In some implementations, the instructions can be received in a
propagated signal, for example, over the transceiver 1468 or the
external interface 1462.
[0183] The mobile computing device 1450 may communicate wirelessly
through the communication interface 1466, which may include digital
signal processing circuitry where necessary. The communication
interface 1466 may provide for communications under various modes
or protocols, such as GSM voice calls (Global System for Mobile
communications), SMS (Short Message Service), EMS (Enhanced
Messaging Service), or MMS messaging (Multimedia Messaging
Service), CDMA (code division multiple access), TDMA (time division
multiple access), PDC (Personal Digital Cellular), WCDMA (Wideband
Code Division Multiple Access), CDMA2000, or GPRS (General Packet
Radio Service), among others. Such communication may occur, for
example, through the transceiver 1468 using a radio-frequency. In
addition, short-range communication may occur, such as using a
Bluetooth, WiFi, or other such transceiver (not shown). In
addition, a GPS (Global Positioning System) receiver module 1470
may provide additional navigation- and location-related wireless
data to the mobile computing device 1450, which may be used as
appropriate by applications running on the mobile computing device
1450.
[0184] The mobile computing device 1450 may also communicate
audibly using an audio codec 1460, which may receive spoken
information from a user and convert it to usable digital
information. The audio codec 1460 may likewise generate audible
sound for a user, such as through a speaker, e.g., in a handset of
the mobile computing device 1450. Such sound may include sound from
voice telephone calls, may include recorded sound, e.g., voice
messages, music files, etc., and may also include sound generated
by applications operating on the mobile computing device 1450.
[0185] The mobile computing device 1450 may be implemented in a
number of different forms, as shown in the figure. For example, it
may be implemented as a cellular telephone 1480. It may also be
implemented as part of a smart-phone 1482, personal digital
assistant, or other similar mobile device.

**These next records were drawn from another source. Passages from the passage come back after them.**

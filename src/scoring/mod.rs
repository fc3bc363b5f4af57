pub mod constants;
pub mod heuristic;

pub use constants::*;
pub use heuristic::{health_labels, health_score};
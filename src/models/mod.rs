pub mod food;
pub mod report;

pub use food::{FoodCategory, FoodRecord, HealthCondition, Nutrient, KNOWN_CONDITIONS};
pub use report::{
    HealthLabel, MacroBalance, MealFood, MealPlan, MealTotals, NutritionAnalysis,
    RecommendationReport, ScoredFood,
};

[0186] Embodiments of the subject matter, the functional operations
and the processes described in this specification can be
implemented in digital electronic circuitry, in tangibly-embodied
computer software or firmware, in computer hardware, including the
structures disclosed in this specification and their structural
equivalents, or in combinations of one or more of them. Embodiments
of the subject matter described in this specification can be
implemented as one or more computer programs, i.e., one or more
modules of computer program instructions encoded on a tangible
nonvolatile program carrier for execution by, or to control the
operation of, data processing apparatus. Alternatively or in
addition, the program instructions can be encoded on an
artificially generated propagated signal, e.g., a machine-generated
electrical, optical, or electromagnetic signal that is generated to
encode information for transmission to suitable receiver apparatus
for execution by a data processing apparatus. The computer storage
medium can be a machine-readable storage device, a machine-readable
storage substrate, a random or serial access memory device, or a
combination of one or more of them.
[0187] The term "data processing apparatus" encompasses all kinds
of apparatus, devices, and machines for processing data, including
by way of example a programmable processor, a computer, or multiple
processors or computers. The apparatus can include special purpose
logic circuitry, e.g., an FPGA (field programmable gate array) or
an ASIC (application specific integrated circuit). The apparatus
can also include, in addition to hardware, code that creates an
execution environment for the computer program in question, e.g.,
code that constitutes processor firmware, a protocol stack, a
database management system, an operating system, or a combination
of one or more of them.
[0188] A computer program, which may also be referred to or
described as a program, software, a software application, a module,
a software module, a script, or code, can be written in any form of
programming language, including compiled or interpreted languages,
or declarative or procedural languages, and it can be deployed in
any form, including as a standalone program or as a module,
component, subroutine, or other unit suitable for use in a
computing environment. A computer program may, but need not,
correspond to a file in a file system. A program can be stored in a
portion of a file that holds other programs or data, e.g., one or
more scripts stored in a markup language document, in a single file
dedicated to the program in question, or in multiple coordinated
files, e.g., files that store one or more modules, sub programs, or
portions of code. A computer program can be deployed to be executed
on one computer or on multiple computers that are located at one
site or distributed across multiple sites and interconnected by a
communication network.
[0189] The processes and logic flows described in this
specification can be performed by one or more programmable
computers executing one or more computer programs to perform
functions by operating on input data and generating output. The
processes and logic flows can also be performed by, and apparatus
can also be implemented as, special purpose logic circuitry, e.g.,
an FPGA (field programmable gate array) or an ASIC (application
specific integrated circuit).
[0190] Computers suitable for the execution of a computer program
include, by way of example, can be based on general or special
purpose microprocessors or both, or any other kind of central
processing unit. Generally, a central processing unit will receive
instructions and data from a read-only memory or a random access
memory or both. The essential elements of a computer are a central
processing unit for performing or executing instructions and one or
more memory devices for storing instructions and data. Generally, a
computer will also include, or be operatively coupled to receive
data from or transfer data to, or both, one or more mass storage
devices for storing data, e.g., magnetic, magneto optical disks, or
optical disks. However, a computer need not have such devices.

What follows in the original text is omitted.